### Instructions for the task
Find all the lines in the entries below that hold the word "Descent" and copy them.

### Input
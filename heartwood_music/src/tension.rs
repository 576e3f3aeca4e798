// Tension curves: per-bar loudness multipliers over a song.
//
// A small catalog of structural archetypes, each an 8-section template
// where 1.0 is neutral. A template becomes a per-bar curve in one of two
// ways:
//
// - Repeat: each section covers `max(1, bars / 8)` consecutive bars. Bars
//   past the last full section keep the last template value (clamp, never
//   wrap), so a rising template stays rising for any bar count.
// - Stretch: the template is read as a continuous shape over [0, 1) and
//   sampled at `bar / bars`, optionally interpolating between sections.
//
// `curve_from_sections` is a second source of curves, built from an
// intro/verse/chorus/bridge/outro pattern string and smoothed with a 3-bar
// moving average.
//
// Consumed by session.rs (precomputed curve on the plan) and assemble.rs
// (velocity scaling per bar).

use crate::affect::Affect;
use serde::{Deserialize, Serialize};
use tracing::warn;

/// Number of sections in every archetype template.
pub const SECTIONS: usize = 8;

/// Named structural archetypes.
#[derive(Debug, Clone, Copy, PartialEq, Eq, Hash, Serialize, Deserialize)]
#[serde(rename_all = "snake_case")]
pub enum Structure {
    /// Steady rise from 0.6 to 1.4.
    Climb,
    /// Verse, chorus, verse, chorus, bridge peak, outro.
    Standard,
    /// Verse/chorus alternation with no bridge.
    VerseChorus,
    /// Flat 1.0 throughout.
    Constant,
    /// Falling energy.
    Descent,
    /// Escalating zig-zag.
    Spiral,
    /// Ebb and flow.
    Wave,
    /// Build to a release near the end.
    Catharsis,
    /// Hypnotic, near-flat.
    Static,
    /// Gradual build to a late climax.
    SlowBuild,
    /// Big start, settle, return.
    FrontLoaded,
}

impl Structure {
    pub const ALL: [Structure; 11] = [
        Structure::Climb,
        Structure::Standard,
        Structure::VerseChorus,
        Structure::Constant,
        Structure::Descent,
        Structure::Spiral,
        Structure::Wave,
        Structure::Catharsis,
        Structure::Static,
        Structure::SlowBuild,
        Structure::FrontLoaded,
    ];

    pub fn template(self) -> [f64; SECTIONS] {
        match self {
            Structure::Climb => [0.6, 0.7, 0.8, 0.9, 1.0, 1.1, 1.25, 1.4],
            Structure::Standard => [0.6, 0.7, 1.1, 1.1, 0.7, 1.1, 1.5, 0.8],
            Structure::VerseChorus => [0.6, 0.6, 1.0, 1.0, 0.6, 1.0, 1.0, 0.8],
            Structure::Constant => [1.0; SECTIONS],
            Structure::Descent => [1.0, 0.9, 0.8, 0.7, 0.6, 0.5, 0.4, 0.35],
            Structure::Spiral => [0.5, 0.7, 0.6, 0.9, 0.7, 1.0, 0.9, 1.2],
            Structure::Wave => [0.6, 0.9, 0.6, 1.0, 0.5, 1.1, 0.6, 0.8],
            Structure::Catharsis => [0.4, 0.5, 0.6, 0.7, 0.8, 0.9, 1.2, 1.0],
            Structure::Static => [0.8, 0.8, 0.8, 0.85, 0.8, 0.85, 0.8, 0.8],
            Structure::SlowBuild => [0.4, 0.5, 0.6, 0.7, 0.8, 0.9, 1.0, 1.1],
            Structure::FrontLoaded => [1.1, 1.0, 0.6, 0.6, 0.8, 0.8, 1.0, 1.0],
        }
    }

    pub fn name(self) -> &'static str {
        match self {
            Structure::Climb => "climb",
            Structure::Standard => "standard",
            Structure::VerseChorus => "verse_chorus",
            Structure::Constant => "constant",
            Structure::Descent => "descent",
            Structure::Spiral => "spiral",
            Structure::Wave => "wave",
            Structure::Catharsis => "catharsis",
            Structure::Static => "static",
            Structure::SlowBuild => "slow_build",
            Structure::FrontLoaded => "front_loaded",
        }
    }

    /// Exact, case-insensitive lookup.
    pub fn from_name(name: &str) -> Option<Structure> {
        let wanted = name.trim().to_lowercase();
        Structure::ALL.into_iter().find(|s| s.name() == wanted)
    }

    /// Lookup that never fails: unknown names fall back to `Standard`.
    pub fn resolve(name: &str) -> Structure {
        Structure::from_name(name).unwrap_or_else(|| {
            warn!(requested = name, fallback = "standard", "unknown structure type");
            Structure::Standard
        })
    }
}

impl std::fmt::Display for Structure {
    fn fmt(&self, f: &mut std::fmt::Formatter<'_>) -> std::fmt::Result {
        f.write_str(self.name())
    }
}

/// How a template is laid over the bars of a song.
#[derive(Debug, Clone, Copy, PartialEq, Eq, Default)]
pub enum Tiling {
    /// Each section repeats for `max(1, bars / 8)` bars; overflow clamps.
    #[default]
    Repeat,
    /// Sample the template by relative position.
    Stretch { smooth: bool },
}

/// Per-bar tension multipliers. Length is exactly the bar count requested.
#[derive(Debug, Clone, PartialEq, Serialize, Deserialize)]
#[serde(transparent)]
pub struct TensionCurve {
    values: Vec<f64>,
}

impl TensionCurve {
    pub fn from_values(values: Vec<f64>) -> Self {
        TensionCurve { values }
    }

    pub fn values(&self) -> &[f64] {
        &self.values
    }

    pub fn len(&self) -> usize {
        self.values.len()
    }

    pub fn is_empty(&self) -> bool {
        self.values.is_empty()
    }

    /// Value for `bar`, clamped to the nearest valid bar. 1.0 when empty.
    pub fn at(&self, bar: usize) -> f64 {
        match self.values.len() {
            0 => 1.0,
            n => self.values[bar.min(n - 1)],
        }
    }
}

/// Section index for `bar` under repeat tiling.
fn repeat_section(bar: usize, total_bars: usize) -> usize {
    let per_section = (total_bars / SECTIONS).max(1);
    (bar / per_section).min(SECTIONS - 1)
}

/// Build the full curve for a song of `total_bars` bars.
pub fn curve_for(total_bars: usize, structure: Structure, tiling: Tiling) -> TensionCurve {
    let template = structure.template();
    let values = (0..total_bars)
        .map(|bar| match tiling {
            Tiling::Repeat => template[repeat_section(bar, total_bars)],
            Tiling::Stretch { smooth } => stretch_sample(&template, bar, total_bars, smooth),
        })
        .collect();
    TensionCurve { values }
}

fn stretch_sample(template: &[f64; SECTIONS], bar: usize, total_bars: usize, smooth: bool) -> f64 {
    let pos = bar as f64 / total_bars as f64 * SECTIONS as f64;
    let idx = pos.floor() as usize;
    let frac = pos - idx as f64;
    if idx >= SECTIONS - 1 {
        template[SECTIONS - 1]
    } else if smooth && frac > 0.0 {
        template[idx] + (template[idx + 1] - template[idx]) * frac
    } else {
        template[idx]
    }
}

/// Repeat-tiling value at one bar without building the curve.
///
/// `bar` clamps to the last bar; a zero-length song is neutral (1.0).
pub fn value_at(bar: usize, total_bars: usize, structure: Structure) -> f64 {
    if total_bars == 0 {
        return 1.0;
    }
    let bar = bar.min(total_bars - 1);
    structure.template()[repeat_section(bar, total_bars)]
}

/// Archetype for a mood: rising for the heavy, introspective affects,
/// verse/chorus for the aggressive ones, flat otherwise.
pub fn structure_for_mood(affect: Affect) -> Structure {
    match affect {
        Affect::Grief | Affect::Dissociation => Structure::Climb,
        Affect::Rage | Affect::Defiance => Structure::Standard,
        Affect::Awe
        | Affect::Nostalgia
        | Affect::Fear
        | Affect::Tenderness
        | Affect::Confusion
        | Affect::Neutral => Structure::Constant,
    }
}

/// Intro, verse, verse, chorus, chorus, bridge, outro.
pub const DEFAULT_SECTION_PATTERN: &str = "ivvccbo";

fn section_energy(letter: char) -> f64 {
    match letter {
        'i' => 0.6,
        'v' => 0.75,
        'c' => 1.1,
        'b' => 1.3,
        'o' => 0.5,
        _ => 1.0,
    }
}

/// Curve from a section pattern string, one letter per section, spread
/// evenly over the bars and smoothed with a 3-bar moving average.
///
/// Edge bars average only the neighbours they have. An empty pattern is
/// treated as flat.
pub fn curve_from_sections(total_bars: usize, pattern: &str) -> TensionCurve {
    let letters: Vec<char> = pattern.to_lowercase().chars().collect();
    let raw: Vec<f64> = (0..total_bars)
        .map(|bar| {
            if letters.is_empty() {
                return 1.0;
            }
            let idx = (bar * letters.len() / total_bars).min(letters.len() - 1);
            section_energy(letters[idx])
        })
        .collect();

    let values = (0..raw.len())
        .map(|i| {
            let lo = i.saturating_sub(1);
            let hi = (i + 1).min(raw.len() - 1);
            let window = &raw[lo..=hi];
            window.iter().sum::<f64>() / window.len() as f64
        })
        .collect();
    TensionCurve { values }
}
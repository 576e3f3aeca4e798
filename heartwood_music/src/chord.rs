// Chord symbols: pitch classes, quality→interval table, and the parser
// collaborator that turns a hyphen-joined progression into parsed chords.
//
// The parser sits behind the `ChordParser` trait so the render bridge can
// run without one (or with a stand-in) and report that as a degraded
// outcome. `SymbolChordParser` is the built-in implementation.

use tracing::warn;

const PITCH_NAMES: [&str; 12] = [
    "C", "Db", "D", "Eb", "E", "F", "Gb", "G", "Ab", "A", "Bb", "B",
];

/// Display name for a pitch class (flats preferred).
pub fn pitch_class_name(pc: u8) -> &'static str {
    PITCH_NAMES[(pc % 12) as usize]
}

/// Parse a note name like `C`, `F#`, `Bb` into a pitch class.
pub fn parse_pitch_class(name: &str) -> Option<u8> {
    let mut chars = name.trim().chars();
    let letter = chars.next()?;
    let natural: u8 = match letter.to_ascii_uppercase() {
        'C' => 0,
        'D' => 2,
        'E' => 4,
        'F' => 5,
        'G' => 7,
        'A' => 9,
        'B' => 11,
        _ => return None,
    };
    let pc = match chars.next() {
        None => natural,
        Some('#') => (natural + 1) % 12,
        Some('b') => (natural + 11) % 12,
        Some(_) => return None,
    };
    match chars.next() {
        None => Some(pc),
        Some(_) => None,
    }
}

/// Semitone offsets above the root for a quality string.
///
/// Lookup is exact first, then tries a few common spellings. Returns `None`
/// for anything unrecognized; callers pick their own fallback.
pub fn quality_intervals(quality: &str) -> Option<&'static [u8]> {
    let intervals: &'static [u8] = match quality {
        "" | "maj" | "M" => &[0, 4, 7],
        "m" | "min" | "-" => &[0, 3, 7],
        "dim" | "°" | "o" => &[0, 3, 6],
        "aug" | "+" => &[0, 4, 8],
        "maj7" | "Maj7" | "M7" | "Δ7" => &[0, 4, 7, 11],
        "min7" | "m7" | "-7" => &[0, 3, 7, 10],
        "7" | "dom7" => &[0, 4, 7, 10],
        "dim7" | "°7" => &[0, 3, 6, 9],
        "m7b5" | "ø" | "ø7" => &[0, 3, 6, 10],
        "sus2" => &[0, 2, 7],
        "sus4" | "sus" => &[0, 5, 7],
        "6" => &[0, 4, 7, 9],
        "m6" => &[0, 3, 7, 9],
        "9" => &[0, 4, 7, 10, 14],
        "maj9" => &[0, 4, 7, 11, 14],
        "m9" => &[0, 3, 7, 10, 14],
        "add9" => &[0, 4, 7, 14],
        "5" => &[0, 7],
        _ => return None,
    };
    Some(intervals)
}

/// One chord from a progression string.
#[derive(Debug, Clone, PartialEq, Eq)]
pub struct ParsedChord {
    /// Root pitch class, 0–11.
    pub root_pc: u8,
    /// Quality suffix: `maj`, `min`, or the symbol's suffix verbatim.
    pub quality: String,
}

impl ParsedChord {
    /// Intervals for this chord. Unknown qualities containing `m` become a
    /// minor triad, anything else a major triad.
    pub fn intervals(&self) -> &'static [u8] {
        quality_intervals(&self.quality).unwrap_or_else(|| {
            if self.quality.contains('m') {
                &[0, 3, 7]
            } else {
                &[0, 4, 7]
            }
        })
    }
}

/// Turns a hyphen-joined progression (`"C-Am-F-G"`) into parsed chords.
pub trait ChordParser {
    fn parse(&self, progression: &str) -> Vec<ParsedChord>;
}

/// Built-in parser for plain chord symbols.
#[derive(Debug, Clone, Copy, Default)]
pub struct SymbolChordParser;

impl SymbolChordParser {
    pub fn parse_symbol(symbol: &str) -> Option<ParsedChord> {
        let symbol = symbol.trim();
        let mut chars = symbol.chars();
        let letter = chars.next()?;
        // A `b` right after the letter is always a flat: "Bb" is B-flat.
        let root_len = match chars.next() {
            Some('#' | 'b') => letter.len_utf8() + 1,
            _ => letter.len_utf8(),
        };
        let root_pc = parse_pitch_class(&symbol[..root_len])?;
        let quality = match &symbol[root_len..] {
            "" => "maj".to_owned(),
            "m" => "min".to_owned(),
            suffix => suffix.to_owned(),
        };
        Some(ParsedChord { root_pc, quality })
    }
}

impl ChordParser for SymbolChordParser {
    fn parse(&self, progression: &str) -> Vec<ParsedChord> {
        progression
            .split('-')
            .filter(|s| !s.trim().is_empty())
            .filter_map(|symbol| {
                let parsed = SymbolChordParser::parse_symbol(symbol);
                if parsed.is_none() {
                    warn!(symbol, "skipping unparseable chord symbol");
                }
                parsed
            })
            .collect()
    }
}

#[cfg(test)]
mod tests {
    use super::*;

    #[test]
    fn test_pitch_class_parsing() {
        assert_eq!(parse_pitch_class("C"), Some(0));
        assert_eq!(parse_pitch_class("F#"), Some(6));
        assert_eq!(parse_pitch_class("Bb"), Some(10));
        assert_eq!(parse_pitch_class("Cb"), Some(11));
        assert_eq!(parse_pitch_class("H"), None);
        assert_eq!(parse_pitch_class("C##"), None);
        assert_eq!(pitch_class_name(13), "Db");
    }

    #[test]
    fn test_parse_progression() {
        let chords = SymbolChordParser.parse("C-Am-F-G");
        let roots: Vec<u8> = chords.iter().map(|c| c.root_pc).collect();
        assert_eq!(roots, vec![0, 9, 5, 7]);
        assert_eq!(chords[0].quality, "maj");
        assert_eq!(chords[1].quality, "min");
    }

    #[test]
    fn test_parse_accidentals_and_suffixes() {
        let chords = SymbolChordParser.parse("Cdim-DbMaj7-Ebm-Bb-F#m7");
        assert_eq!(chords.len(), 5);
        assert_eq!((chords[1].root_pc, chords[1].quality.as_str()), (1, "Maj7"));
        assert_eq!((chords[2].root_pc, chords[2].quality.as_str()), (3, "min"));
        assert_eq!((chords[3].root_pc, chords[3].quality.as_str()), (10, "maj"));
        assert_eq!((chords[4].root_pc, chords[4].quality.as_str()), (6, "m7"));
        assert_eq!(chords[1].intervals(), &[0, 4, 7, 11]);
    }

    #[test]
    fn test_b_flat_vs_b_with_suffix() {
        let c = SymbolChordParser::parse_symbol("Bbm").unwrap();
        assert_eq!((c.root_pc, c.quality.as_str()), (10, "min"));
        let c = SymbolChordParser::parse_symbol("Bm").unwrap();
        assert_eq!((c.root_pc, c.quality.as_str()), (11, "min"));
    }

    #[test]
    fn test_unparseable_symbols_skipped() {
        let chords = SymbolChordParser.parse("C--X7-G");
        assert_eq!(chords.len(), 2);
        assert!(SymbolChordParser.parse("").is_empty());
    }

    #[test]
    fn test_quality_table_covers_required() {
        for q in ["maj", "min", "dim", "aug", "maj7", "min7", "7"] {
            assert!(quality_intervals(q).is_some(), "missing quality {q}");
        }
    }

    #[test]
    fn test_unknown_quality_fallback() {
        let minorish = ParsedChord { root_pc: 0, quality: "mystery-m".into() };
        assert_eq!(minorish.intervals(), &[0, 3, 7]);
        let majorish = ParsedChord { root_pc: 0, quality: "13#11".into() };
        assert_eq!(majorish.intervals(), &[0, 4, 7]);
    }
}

### Answer
    Descent,
        Structure::Descent,
            Structure::Descent => [1.0, 0.9, 0.8, 0.7, 0.6, 0.5, 0.4, 0.35],
            Structure::Descent => "descent",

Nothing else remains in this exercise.